§ **WHAT YOU SHOULD DO**
Exactly as they appear, copy the lines from the start of the entries below to the line containing "parameters for GET)", both ends included.

§ **MATERIAL FOR THIS EXERCISE**
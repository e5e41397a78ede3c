//! Keyplay CLI - terminal client for the decode and key endpoints
//!
//! Features:
//! - Decode an encrypted URL and report how it would play
//! - Retrieve DRM keys, optionally chained after a decode
//! - Raw JSON calls with GET or POST
//! - Backend smoke test

use clap::{Parser, Subcommand};
use keyplay_core::{AppConfig, Method, SubmitStatus};
use std::process::ExitCode;
use url::Url;

mod commands;
mod terminal;
mod transport;

/// Keyplay CLI - decode URLs and fetch keys from a Keyplay backend
#[derive(Parser)]
#[command(name = "keyplay")]
#[command(author = "Purple Squirrel Media")]
#[command(version)]
#[command(about = "Terminal client for the decode and key-retrieval endpoints", long_about = None)]
struct Cli {
    /// Enable verbose output
    #[arg(short, long)]
    verbose: bool,

    /// Backend base URL
    #[arg(short, long, default_value = "http://localhost:5000")]
    base_url: Url,

    /// Decode endpoint path
    #[arg(long, default_value = "/api/decode")]
    decode_endpoint: String,

    /// Key-retrieval endpoint path
    #[arg(long, default_value = "/api/get-keys")]
    keys_endpoint: String,

    #[command(subcommand)]
    command: Commands,
}

#[derive(Subcommand)]
enum Commands {
    /// Decode an encrypted video URL
    Decode {
        /// Access token
        #[arg(short, long)]
        token: String,

        /// Encrypted URL
        encrypted_url: String,

        /// Fetch keys for this video afterwards, using the refreshed token if any
        #[arg(short, long)]
        keys_for: Option<String>,
    },

    /// Retrieve DRM keys for a video
    Keys {
        /// Access token
        #[arg(short, long)]
        token: String,

        /// Video (MPD) URL
        video_url: String,
    },

    /// Call an endpoint and print the JSON reply
    Call {
        /// Endpoint path, e.g. /api/decode
        endpoint: String,

        /// HTTP method (GET or POST)
        #[arg(short, long, default_value = "POST")]
        method: Method,

        /// Body fields as key=value (query parameters for GET)
        #[arg(short, long = "field")]
        fields: Vec<String>,
    },

    /// Smoke-test a running backend
    Check,
}

#[tokio::main]
async fn main() -> anyhow::Result<ExitCode> {
    let cli = Cli::parse();

    // Initialize tracing
    let level = if cli.verbose { "debug" } else { "warn" };
    tracing_subscriber::fmt()
        .with_env_filter(level)
        .with_writer(std::io::stderr)
        .init();

    let config = AppConfig {
        decode_endpoint: cli.decode_endpoint,
        keys_endpoint: cli.keys_endpoint,
        ..AppConfig::default()
    };
    config.validate()?;

    let base_url = &cli.base_url;
    let status = match cli.command {
        Commands::Decode { token, encrypted_url, keys_for } => {
            commands::decode(base_url, &config, &token, &encrypted_url, keys_for.as_deref()).await?
        }
        Commands::Keys { token, video_url } => {
            commands::keys(base_url, &config, &token, &video_url).await?
        }
        Commands::Call { endpoint, method, fields } => {
            commands::call(base_url, &config, &endpoint, method, &fields).await?
        }
        Commands::Check => commands::check(base_url, &config).await?,
    };

    Ok(match status {
        SubmitStatus::Succeeded => ExitCode::SUCCESS,
        SubmitStatus::Failed | SubmitStatus::Superseded => ExitCode::FAILURE,
    })
}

§ **ANSWER SPACE**
repository e5e41397a78ede3c
//! Keyplay CLI - terminal client for the decode and key endpoints
//!
//! Features:
//! - Decode an encrypted URL and report how it would play
//! - Retrieve DRM keys, optionally chained after a decode
//! - Raw JSON calls with GET or POST
//! - Backend smoke test

use clap::{Parser, Subcommand};
use keyplay_core::{AppConfig, Method, SubmitStatus};
use std::process::ExitCode;
use url::Url;

mod commands;
mod terminal;
mod transport;

/// Keyplay CLI - decode URLs and fetch keys from a Keyplay backend
#[derive(Parser)]
#[command(name = "keyplay")]
#[command(author = "Purple Squirrel Media")]
#[command(version)]
#[command(about = "Terminal client for the decode and key-retrieval endpoints", long_about = None)]
struct Cli {
    /// Enable verbose output
    #[arg(short, long)]
    verbose: bool,

    /// Backend base URL
    #[arg(short, long, default_value = "http://localhost:5000")]
    base_url: Url,

    /// Decode endpoint path
    #[arg(long, default_value = "/api/decode")]
    decode_endpoint: String,

    /// Key-retrieval endpoint path
    #[arg(long, default_value = "/api/get-keys")]
    keys_endpoint: String,

    #[command(subcommand)]
    command: Commands,
}

#[derive(Subcommand)]
enum Commands {
    /// Decode an encrypted video URL
    Decode {
        /// Access token
        #[arg(short, long)]
        token: String,

        /// Encrypted URL
        encrypted_url: String,

        /// Fetch keys for this video afterwards, using the refreshed token if any
        #[arg(short, long)]
        keys_for: Option<String>,
    },

    /// Retrieve DRM keys for a video
    Keys {
        /// Access token
        #[arg(short, long)]
        token: String,

        /// Video (MPD) URL
        video_url: String,
    },

    /// Call an endpoint and print the JSON reply
    Call {
        /// Endpoint path, e.g. /api/decode
        endpoint: String,

        /// HTTP method (GET or POST)
        #[arg(short, long, default_value = "POST")]
        method: Method,

        /// Body fields as key=value (query parameters for GET)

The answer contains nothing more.